When car makers discover a defect that impacts the safety of a vehicle, they are required to notify the National Highway Traffic Safety Administration, as well as vehicle owners, dealers and distributors. What those groups do with that information varies. Accidents continue to cause injuries and deaths even after safety problems are identified and these parties are informed.
Part of the problem is that the motivation to have the repairs done is different depending on the person in charge of the vehicle. Rental car agencies may be reluctant to take a group of cars out of their fleet even though the cost of repairs is paid by the auto maker. Not all car owners are in a position to have repairs done when they receive a recall notice in the mail. Finally, despite the effort that goes into publicizing a recall, there are many cases where a vehicle owner is not aware that a car is in need of important repairs.

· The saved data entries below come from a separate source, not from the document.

//! Two-player reachability games and strategy synthesis.
//!
//! The system moves first, then the environment responds (possibly with "no
//! intervention"). The winning region is the least fixed point
//!
//! ```text
//! Win₀   = goal ∧ accepting
//! Winᵢ₊₁ = Winᵢ ∨ CPre(Winᵢ)
//! CPre(W) = ∃S. enabled(X, Q, S) ∧ ¬∃E, X′, Q′. P(X, Q, S, E, X′, Q′) ∧ ¬W(X′, Q′)
//! ```
//!
//! where `P` is the game relation of the transition system conjoined with the
//! automata step. A state first added at iteration `r` has rank `r`; its
//! strategy move is the lowest-index system action all of whose outcomes lie
//! in `Win_{r-1}`.

use std::time::Instant;

use log::{debug, info};

use crate::cancel::CancelToken;
use crate::encoder::{Side, VarPool};
use crate::error::{Error, Result};
use crate::product::{Product, ProductState};
use crate::reference::Ref;
use crate::stats::{count_to_usize, SearchStats};
use crate::transition::GameRelation;

#[derive(Debug, Clone)]
pub struct Synthesis {
    /// Cumulative winning sets, `layers[i] = Winᵢ`.
    pub layers: Vec<Ref>,
    /// `W(X, Q)`, the fixed point.
    pub winning: Ref,
    /// `σ(X, Q, S)`, one system action per winning non-goal state.
    pub strategy: Ref,
    /// Number of `CPre` evaluations until the fixed point.
    pub iterations: usize,
    pub stats: SearchStats,
}

impl Synthesis {
    /// Index of the first layer containing the product state `cube`.
    pub fn rank(&self, product: &Product, cube: Ref) -> Option<usize> {
        let bdd = product.bdd();
        self.layers.iter().position(|&w| bdd.is_implies(cube, w))
    }
}

#[derive(Debug, Clone)]
pub enum GameOutcome {
    Winning(Synthesis),
    /// The initial state is outside of the winning region.
    NoWinningStrategy(Synthesis),
}

impl GameOutcome {
    pub fn synthesis(&self) -> &Synthesis {
        match self {
            GameOutcome::Winning(s) | GameOutcome::NoWinningStrategy(s) => s,
        }
    }

    pub fn is_winning(&self) -> bool {
        matches!(self, GameOutcome::Winning(_))
    }
}

#[derive(Debug, Clone, Eq, PartialEq)]
pub struct RolloutStep {
    pub system: usize,
    /// `None` when the environment did not intervene.
    pub environment: Option<usize>,
    pub from: ProductState,
    pub to: ProductState,
    pub rank: usize,
}

/// Picks one of the offered environment responses, by position.
pub type EnvironmentPolicy<'f> = dyn FnMut(&ProductState, &[Option<usize>]) -> usize + 'f;

pub struct Game<'p, 'a> {
    product: &'p Product<'a>,
    game: &'a GameRelation,
    /// `P(X, Q, S, E, X′, Q′)`
    relation: Ref,
    /// `∃E, X′, Q′. P`
    enabled: Ref,
    // Quantified away when looking at outcomes.
    outcome_vars: Ref,
}

impl<'p, 'a> Game<'p, 'a> {
    pub fn new(product: &'p Product<'a>) -> Result<Self> {
        let game = product.ts().game().ok_or(Error::NotAGame)?;
        let bdd = product.bdd();
        let relation = bdd.apply_and(game.relation, product.step());
        let outcome_vars = bdd.apply_and(
            game.environment.var_set(bdd, Side::Current),
            product.var_set(Side::Next),
        );
        let enabled = bdd.exists(relation, outcome_vars);
        debug!("game relation of {} node(s)", bdd.size(relation));
        Ok(Self {
            product,
            game,
            relation,
            enabled,
            outcome_vars,
        })
    }

    pub fn relation(&self) -> Ref {
        self.relation
    }

    /// `(X, Q, S)` pairs whose every outcome lies in `w`.
    pub fn safe_moves(&self, w: Ref) -> Ref {
        let bdd = self.product.bdd();
        let w_next = bdd.swap(w, self.product.pairs());
        let bad = bdd.and_exists(self.relation, -w_next, self.outcome_vars);
        bdd.apply_diff(self.enabled, bad)
    }

    /// Controllable predecessor of `w`.
    pub fn cpre(&self, w: Ref) -> Ref {
        let bdd = self.product.bdd();
        bdd.exists(self.safe_moves(w), self.game.system.var_set(bdd, Side::Current))
    }

    pub fn solve(&self, cancel: &CancelToken) -> Result<GameOutcome> {
        let bdd = self.product.bdd();
        let system = &self.game.system;
        let s_vars = system.var_set(bdd, Side::Current);
        let mut stats = SearchStats::default();

        let mut win = self.product.goal();
        let mut layers = vec![win];
        let mut strategy = bdd.zero;

        loop {
            cancel.check()?;
            let start = Instant::now();
            stats.iterations += 1;

            let moves = self.safe_moves(win);
            let fresh = bdd.apply_diff(bdd.exists(moves, s_vars), win);
            stats.layer_times.push(start.elapsed());
            if bdd.is_zero(fresh) {
                break;
            }

            let mut remaining = fresh;
            for code in 0..self.game.system_actions.len() as u32 {
                let s = system.cube(bdd, code, Side::Current);
                let chosen = bdd.apply_and(bdd.and_exists(moves, s, s_vars), remaining);
                if bdd.is_zero(chosen) {
                    continue;
                }
                strategy = bdd.apply_or(strategy, bdd.apply_and(chosen, s));
                remaining = bdd.apply_diff(remaining, chosen);
            }

            win = bdd.apply_or(win, fresh);
            layers.push(win);
            info!(
                "game iteration {}: {} winning state(s)",
                stats.iterations,
                count_to_usize(&bdd.sat_count(win, self.product.state_vars()))
            );
        }

        stats.visited = count_to_usize(&bdd.sat_count(win, self.product.state_vars()));
        let synthesis = Synthesis {
            layers,
            winning: win,
            strategy,
            iterations: stats.iterations,
            stats,
        };
        let init = self.product.init();
        if !bdd.is_zero(init) && bdd.is_implies(init, win) {
            info!("game: winning, {} iteration(s)", synthesis.iterations);
            Ok(GameOutcome::Winning(synthesis))
        } else {
            info!("game: initial state is not winning");
            Ok(GameOutcome::NoWinningStrategy(synthesis))
        }
    }

    /// The strategy move in a winning product state, as an action index.
    pub fn strategy_move(&self, synthesis: &Synthesis, state: Ref) -> Option<usize> {
        let bdd = self.product.bdd();
        let choice = bdd.and_exists(synthesis.strategy, state, self.product.var_set(Side::Current));
        let code = self.game.system.decode(bdd, choice, Side::Current)?;
        self.game.system_actions.get(code as usize).copied()
    }

    /// Plays the strategy from the initial state against `environment` until an
    /// accepting goal state is reached. Every step strictly lowers the rank.
    pub fn rollout(
        &self,
        synthesis: &Synthesis,
        environment: &mut EnvironmentPolicy<'_>,
        cancel: &CancelToken,
    ) -> Result<Vec<RolloutStep>> {
        let product = self.product;
        let bdd = product.bdd();
        let system = &self.game.system;
        let env_pool = &self.game.environment;
        let state_vars = product.var_set(Side::Current);

        let mut current = product
            .pick(bdd.apply_and(product.init(), synthesis.winning))
            .ok_or_else(|| Error::Witness("initial state is not winning".to_string()))?;
        let mut rank = synthesis
            .rank(product, current)
            .ok_or_else(|| Error::Witness("initial state has no rank".to_string()))?;
        let mut steps = Vec::new();

        while rank > 0 {
            cancel.check()?;
            let from = product.decode(current)?;
            let choice = bdd.and_exists(synthesis.strategy, current, state_vars);
            let code = system
                .decode(bdd, choice, Side::Current)
                .ok_or_else(|| Error::Witness(format!("no strategy move at rank {}", rank)))?;
            let action = self.game.system_actions[code as usize];

            let s = system.cube(bdd, code, Side::Current);
            let outcomes = bdd.and_exists(
                bdd.apply_and(self.relation, current),
                s,
                bdd.apply_and(state_vars, system.var_set(bdd, Side::Current)),
            );
            let responses: Vec<u32> = bdd
                .cubes(
                    bdd.exists(outcomes, product.var_set(Side::Next)),
                    env_pool.vars(Side::Current),
                )
                .map(|bits| VarPool::code_of(&bits))
                .collect();
            let offered: Vec<Option<usize>> = responses.iter().map(|&e| self.game.environment_action(e)).collect();

            let pick = environment(&from, &offered);
            let &ecode = responses
                .get(pick)
                .ok_or_else(|| Error::Witness(format!("environment picked response {} of {}", pick, responses.len())))?;

            let e = env_pool.cube(bdd, ecode, Side::Current);
            let next = bdd.and_exists(outcomes, e, env_pool.var_set(bdd, Side::Current));
            let next = product
                .pick(bdd.swap(next, product.pairs()))
                .ok_or_else(|| Error::Witness("strategy move without outcome".to_string()))?;
            let next_rank = synthesis
                .rank(product, next)
                .filter(|&r| r < rank)
                .ok_or_else(|| Error::Witness(format!("rank did not decrease below {}", rank)))?;

            debug!(
                "rollout: {} then {:?}, rank {} -> {}",
                product.ts().actions()[action],
                offered[pick],
                rank,
                next_rank
            );
            steps.push(RolloutStep {
                system: action,
                environment: offered[pick],
                from,
                to: product.decode(next)?,
                rank,
            });
            current = next;
            rank = next_rank;
        }

        Ok(steps)
    }
}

The NHTSA has launched a new tool to help car owners and those looking to rent or buy a car discover whether a particular vehicle is subject to any recalls. A short search by VIN number will reveal how many open recalls have been issued for a particular car or truck. The NHTSA is requiring auto makers to supply 15 years' worth of data and to keep the list up to date every 7 days.
Owners and prospective owners can search by VIN number at http://www.safercar.gov. If a vehicle has been recalled, but not repaired, that information will be readily available. According to the NHTSA, 25 percent of vehicles that are recalled are still unrepaired 18 months after the recall is announced.